The speaker has upped the ante by rejecting this amendment (rather discourteous given Clegg’s obsequious endorsement of him yesterday). The Lib Dem front bench’s option is simple: raise the stakes or fold. For Clegg to do this he will need a brass neck several inches thick as it will make him the least popular MP in Westminster since Kennedy lead the Lib Dem opposition to the Iraq invasion. It would certainly silence my criticism of his handling of this issue and I suspect it a lot of others would be becalmed as well.

If this isn’t the game plan though, all the excitement that so many of my party colleagues are indulging is distinctly misplaced. The symbolism of Davey holding his ground will look completely empty in the cold light of day.

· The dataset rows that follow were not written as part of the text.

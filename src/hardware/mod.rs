pub mod console;
pub mod memory;
pub mod registers;
//! The solver facade.

use gridlock_core::{Grid, PositionSet};

use crate::{SearchOutcome, Strategy};

/// Solves Sudoku grids with a fixed [`Strategy`].
///
/// The facade computes the row-major list of unassigned cells once per call
/// and delegates the search to the strategy. Grids whose givens already
/// violate a house constraint are rejected up front as exhausted, so the
/// search itself only ever runs on internally consistent boards.
///
/// # Examples
///
/// ```
/// use gridlock_core::Grid;
/// use gridlock_solver::{Solver, Strategy};
///
/// let grid: Grid = "
///     53_ _7_ ___
///     6__ 195 ___
///     _98 ___ _6_
///     8__ _6_ __3
///     4__ 8_3 __1
///     7__ _2_ __6
///     _6_ ___ 28_
///     ___ 419 __5
///     ___ _8_ _79
/// "
/// .parse()?;
///
/// let solver = Solver::new(Strategy::Backjumping);
/// let outcome = solver.solve(&grid);
///
/// let solution = outcome.solution().expect("the puzzle is solvable");
/// assert!(solution.is_solved());
/// # Ok::<(), gridlock_core::GridError>(())
/// ```
#[derive(Debug, Clone, Copy, PartialEq, Eq)]
pub struct Solver {
    strategy: Strategy,
}

impl Solver {
    /// Creates a solver using `strategy`.
    #[must_use]
    pub const fn new(strategy: Strategy) -> Self {
        Self { strategy }
    }

    /// Returns the configured strategy.
    #[must_use]
    pub const fn strategy(&self) -> Strategy {
        self.strategy
    }

    /// Searches for a complete assignment of `grid`.
    ///
    /// Returns [`SearchOutcome::Solved`] with the completed grid, or
    /// [`SearchOutcome::Exhausted`] once every branch has been explored.
    /// When the givens themselves already conflict, exhaustion is reported
    /// immediately with zero steps.
    #[must_use]
    pub fn solve(&self, grid: &Grid) -> SearchOutcome {
        if !grid.is_valid() {
            return SearchOutcome::Exhausted {
                steps: 0,
                conflicts: PositionSet::EMPTY,
            };
        }
        let variables = grid.empty_positions();
        self.strategy.search(grid, &variables)
    }
}
//! The 9×9 board and its validity queries.

use std::{
    fmt::{self, Display},
    ops::Index,
    str::FromStr,
};

use tinyvec::ArrayVec;

use crate::{Digit, DigitSet, GridError, House, Position};

/// A 9×9 Sudoku board.
///
/// Each cell holds either a digit or nothing. The type is cheap to clone;
/// search strategies clone once per recursive branch, so sibling branches
/// never observe each other's tentative assignments.
///
/// Grids parse from and render to a compact text notation: nine rows of
/// digits with `_` (or `.` or `0`) for empty cells, all whitespace ignored.
///
/// # Examples
///
/// ```
/// use gridlock_core::{Digit, Grid, Position};
///
/// let mut grid = Grid::empty();
/// grid.set(Position::new(0, 0), Some(Digit::D5));
///
/// assert_eq!(grid[Position::new(0, 0)], Some(Digit::D5));
/// // 5 is already in row 0, column 0, and box 0.
/// assert!(!grid.is_legal_placement(Position::new(0, 8), Digit::D5));
/// assert!(!grid.is_legal_placement(Position::new(8, 0), Digit::D5));
/// assert!(!grid.is_legal_placement(Position::new(2, 2), Digit::D5));
/// assert!(grid.is_legal_placement(Position::new(8, 8), Digit::D5));
/// ```
#[derive(Debug, Clone, PartialEq, Eq)]
pub struct Grid {
    cells: [Option<Digit>; 81],
}

impl Grid {
    /// Creates a grid with every cell empty.
    #[must_use]
    pub const fn empty() -> Self {
        Self { cells: [None; 81] }
    }

    /// Creates a grid from raw cell values, `0` meaning "empty".
    ///
    /// # Errors
    ///
    /// Returns [`GridError::InvalidCellValue`] if any entry is outside 0-9.
    pub fn from_values(values: &[[u8; 9]; 9]) -> Result<Self, GridError> {
        let mut grid = Self::empty();
        for pos in Position::ALL {
            let value = values[usize::from(pos.row())][usize::from(pos.col())];
            if value == 0 {
                continue;
            }
            let digit =
                Digit::try_from_value(value).ok_or(GridError::InvalidCellValue {
                    row: pos.row(),
                    col: pos.col(),
                    value,
                })?;
            grid.set(pos, Some(digit));
        }
        Ok(grid)
    }

    /// Returns the raw cell values, `0` meaning "empty".
    #[must_use]
    pub fn to_values(&self) -> [[u8; 9]; 9] {
        let mut values = [[0; 9]; 9];
        for pos in Position::ALL {
            if let Some(digit) = self[pos] {
                values[usize::from(pos.row())][usize::from(pos.col())] = digit.value();
            }
        }
        values
    }

    /// Returns the cell at `pos`.
    #[must_use]
    pub const fn get(&self, pos: Position) -> Option<Digit> {
        self.cells[pos.index() as usize]
    }

    /// Sets or clears the cell at `pos`.
    pub fn set(&mut self, pos: Position, cell: Option<Digit>) {
        self.cells[pos.index() as usize] = cell;
    }

    /// Returns `true` if placing `digit` at `pos` violates no constraint,
    /// i.e. the digit appears nowhere else in `pos`'s row, column, or box.
    ///
    /// The current value of `pos` itself is never consulted, so the query is
    /// meaningful whether or not the cell is currently assigned. Cost is one
    /// scan of each of the three houses.
    #[must_use]
    pub fn is_legal_placement(&self, pos: Position, digit: Digit) -> bool {
        House::of(pos).into_iter().all(|house| {
            house
                .positions()
                .into_iter()
                .all(|p| p == pos || self.get(p) != Some(digit))
        })
    }

    /// Returns `true` if no digit occurs more than once in any row, column,
    /// or box. Empty cells never conflict with each other.
    #[must_use]
    pub fn is_valid(&self) -> bool {
        House::ALL.into_iter().all(|house| self.house_is_valid(house))
    }

    /// Returns `true` if the grid is valid and every cell is assigned.
    #[must_use]
    pub fn is_solved(&self) -> bool {
        self.cells.iter().all(Option::is_some) && self.is_valid()
    }

    /// Returns the unassigned cells in row-major order: row 0 left to right,
    /// then row 1, and so on.
    ///
    /// This is the variable order search strategies consume. The list is
    /// bounded by the board size and lives on the stack.
    #[must_use]
    pub fn empty_positions(&self) -> ArrayVec<[Position; 81]> {
        Position::ALL
            .into_iter()
            .filter(|&pos| self.get(pos).is_none())
            .collect()
    }

    fn house_is_valid(&self, house: House) -> bool {
        let mut seen = DigitSet::new();
        house.positions().into_iter().all(|pos| match self.get(pos) {
            Some(digit) => seen.insert(digit),
            None => true,
        })
    }
}

impl Index<Position> for Grid {
    type Output = Option<Digit>;

    fn index(&self, pos: Position) -> &Option<Digit> {
        &self.cells[usize::from(pos.index())]
    }
}

impl FromStr for Grid {
    type Err = GridError;

    fn from_str(s: &str) -> Result<Self, GridError> {
        let mut grid = Self::empty();
        let mut count = 0;
        for c in s.chars() {
            if c.is_whitespace() {
                continue;
            }
            let cell = match c {
                '_' | '.' | '0' => None,
                '1'..='9' => {
                    #[expect(clippy::cast_possible_truncation)]
                    let value = c as u8 - b'0';
                    Digit::try_from_value(value)
                }
                _ => return Err(GridError::InvalidCellChar { c }),
            };
            if count < 81 {
                grid.cells[count] = cell;
            }
            count += 1;
        }
        if count != 81 {
            return Err(GridError::InvalidCellCount { count });
        }
        Ok(grid)
    }
}

impl Display for Grid {
    fn fmt(&self, f: &mut fmt::Formatter<'_>) -> fmt::Result {
        for row in 0..9 {
            for col in 0..9 {
                if col > 0 && col % 3 == 0 {
                    write!(f, " ")?;
                }
                match self[Position::new(row, col)] {
                    Some(digit) => write!(f, "{digit}")?,
                    None => write!(f, "_")?,
                }
            }
            writeln!(f)?;
        }
        Ok(())
    }
}
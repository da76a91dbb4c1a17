//! Strategy selection.

use gridlock_core::{Grid, Position};

use crate::{SearchOutcome, backjumping, backtracking};

/// A search strategy.
///
/// The set is closed: each variant names one complete depth-first search
/// over the same variable order and candidate order, differing only in how
/// failures propagate back up the tree.
///
/// # Examples
///
/// ```
/// use gridlock_solver::Strategy;
///
/// assert_eq!(Strategy::Backjumping.to_string(), "backjumping");
/// assert!(Strategy::Backtracking.is_backtracking());
/// ```
#[derive(Debug, Clone, Copy, PartialEq, Eq, derive_more::Display, derive_more::IsVariant)]
pub enum Strategy {
    /// Chronological backtracking: failure retries the immediately
    /// preceding cell.
    #[display("backtracking")]
    Backtracking,
    /// Conflict-directed backjumping: failure jumps to the nearest cell
    /// implicated in the conflict, skipping ancestors that had no part in
    /// it.
    #[display("backjumping")]
    Backjumping,
}

impl Strategy {
    /// Runs this strategy over `grid`, assigning `variables` in order.
    ///
    /// `variables` must name unassigned cells of `grid`, each at most once.
    /// The usual entry point is [`Solver::solve`](crate::Solver::solve),
    /// which computes the row-major list itself.
    #[must_use]
    pub fn search(self, grid: &Grid, variables: &[Position]) -> SearchOutcome {
        match self {
            Self::Backtracking => backtracking::search(grid, variables),
            Self::Backjumping => backjumping::search(grid, variables),
        }
    }
}

#[cfg(test)]
mod tests {
    use super::*;

    #[test]
    fn test_display() {
        assert_eq!(Strategy::Backtracking.to_string(), "backtracking");
        assert_eq!(Strategy::Backjumping.to_string(), "backjumping");
    }

    #[test]
    fn test_dispatch_reaches_both_searches() {
        // An empty variable list short-circuits to the terminal check in
        // either implementation.
        let grid: Grid = "
            534 678 912
            672 195 348
            198 342 567
            859 761 423
            426 853 791
            713 924 856
            961 537 284
            287 419 635
            345 286 179
        "
        .parse()
        .unwrap();

        for strategy in [Strategy::Backtracking, Strategy::Backjumping] {
            let outcome = strategy.search(&grid, &[]);
            assert!(outcome.is_solved(), "{strategy} failed on a solved grid");
            assert_eq!(outcome.steps(), 1);
        }
    }
}
//! Example demonstrating the two search strategies.
//!
//! # Usage
//!
//! Solve the built-in classic puzzle with backjumping:
//!
//! ```sh
//! cargo run --example solve_puzzle -- --strategy backjumping
//! ```
//!
//! Solve a custom puzzle (81 cells, `_`/`.`/`0` for empty, whitespace
//! ignored):
//!
//! ```sh
//! cargo run --example solve_puzzle -- --puzzle "$(cat my_puzzle.txt)"
//! ```
//!
//! Run both strategies and compare their step counts:
//!
//! ```sh
//! cargo run --example solve_puzzle -- --compare
//! ```

use std::process;

use clap::{Parser, ValueEnum};
use gridlock_core::Grid;
use gridlock_solver::{SearchOutcome, Solver, Strategy};

const CLASSIC: &str = "
    53_ _7_ ___
    6__ 195 ___
    _98 ___ _6_
    8__ _6_ __3
    4__ 8_3 __1
    7__ _2_ __6
    _6_ ___ 28_
    ___ 419 __5
    ___ _8_ _79
";

#[derive(Debug, Clone, Copy, ValueEnum)]
enum StrategyKind {
    Backtracking,
    Backjumping,
}

impl From<StrategyKind> for Strategy {
    fn from(kind: StrategyKind) -> Self {
        match kind {
            StrategyKind::Backtracking => Strategy::Backtracking,
            StrategyKind::Backjumping => Strategy::Backjumping,
        }
    }
}

#[derive(Debug, Parser)]
#[command(author, version, about)]
struct Args {
    /// Search strategy to run.
    #[arg(long, value_name = "STRATEGY", default_value = "backjumping")]
    strategy: StrategyKind,

    /// Puzzle string: 81 cells, digits for givens, `_`/`.`/`0` for empty,
    /// whitespace ignored. Defaults to a classic puzzle.
    #[arg(long, value_name = "PUZZLE")]
    puzzle: Option<String>,

    /// Run both strategies and report their step counts.
    #[arg(long)]
    compare: bool,
}

fn main() {
    env_logger::init();
    let args = Args::parse();

    let source = args.puzzle.as_deref().unwrap_or(CLASSIC);
    let grid: Grid = match source.parse() {
        Ok(grid) => grid,
        Err(err) => {
            eprintln!("invalid puzzle: {err}");
            process::exit(2);
        }
    };

    println!("puzzle:\n{grid}");

    if args.compare {
        for strategy in [Strategy::Backtracking, Strategy::Backjumping] {
            run(strategy, &grid);
        }
    } else {
        run(args.strategy.into(), &grid);
    }
}

fn run(strategy: Strategy, grid: &Grid) {
    log::info!("running {strategy}");
    match Solver::new(strategy).solve(grid) {
        SearchOutcome::Solved { grid, steps } => {
            println!("{strategy}: solved in {steps} steps\n{grid}");
        }
        SearchOutcome::Exhausted { steps, conflicts } => {
            println!("{strategy}: exhausted after {steps} steps");
            if !conflicts.is_empty() {
                let cells = conflicts
                    .iter()
                    .map(|pos| pos.to_string())
                    .collect::<Vec<_>>()
                    .join(", ");
                println!("residual conflicts: {cells}");
            }
        }
    }
}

Logical fallacies and euroscepticism

For the millionth time I’ve read this reported as fact:

The new Lisbon Treaty is largely the same as the defeated constitution…

So, for all those hard of thinking journalists out there and everyone else for that matter who seems to misunderstand it, I thought I’d draw you a handy diagram:
EU treaty diagram
You can say that the addition of Lisbon means that the combined treaties are roughly equivalent to the stalled constitutional treaty. You cannot say that Lisbon itself is roughly equivalent to the stalled constitutional treaty. To claim otherwise it to be a fool.

Let’s put it another way: an iced cake with “Happy Birthday” written on it is roughly the same thing as an iced cake with “Happy Christmas” written on it. If you claimed that the icing itself was more or less the same thing as the whole cake, you could reasonably expect to be put into a rubber room.

I know this is the height of pedantry, but it is an important distinction and anyone who contests it loses the moral right to call other people “dishonest”.

What I find most amazing about all this is the way the Eurosceptics have, in effect, ceded the argument over all the other treaties which, in the past, they insisted (with the same level of shoutiness as now) were about to “abolish” Britain. Equally amazing is the fact that, four years ago there was a real opportunity to effectively renegotiate those past treaties via the constitutional process. The shadowy forces behind iwantareferendum and the combined Murdoch, Rothermere and (then) Black press could have insisted on a public debate and a more open process from the government. They did no such thing. Even if you agree that treaties like this should be ratified by referendum – as I do – don’t for a second kid yourself that these people have our best interests at heart.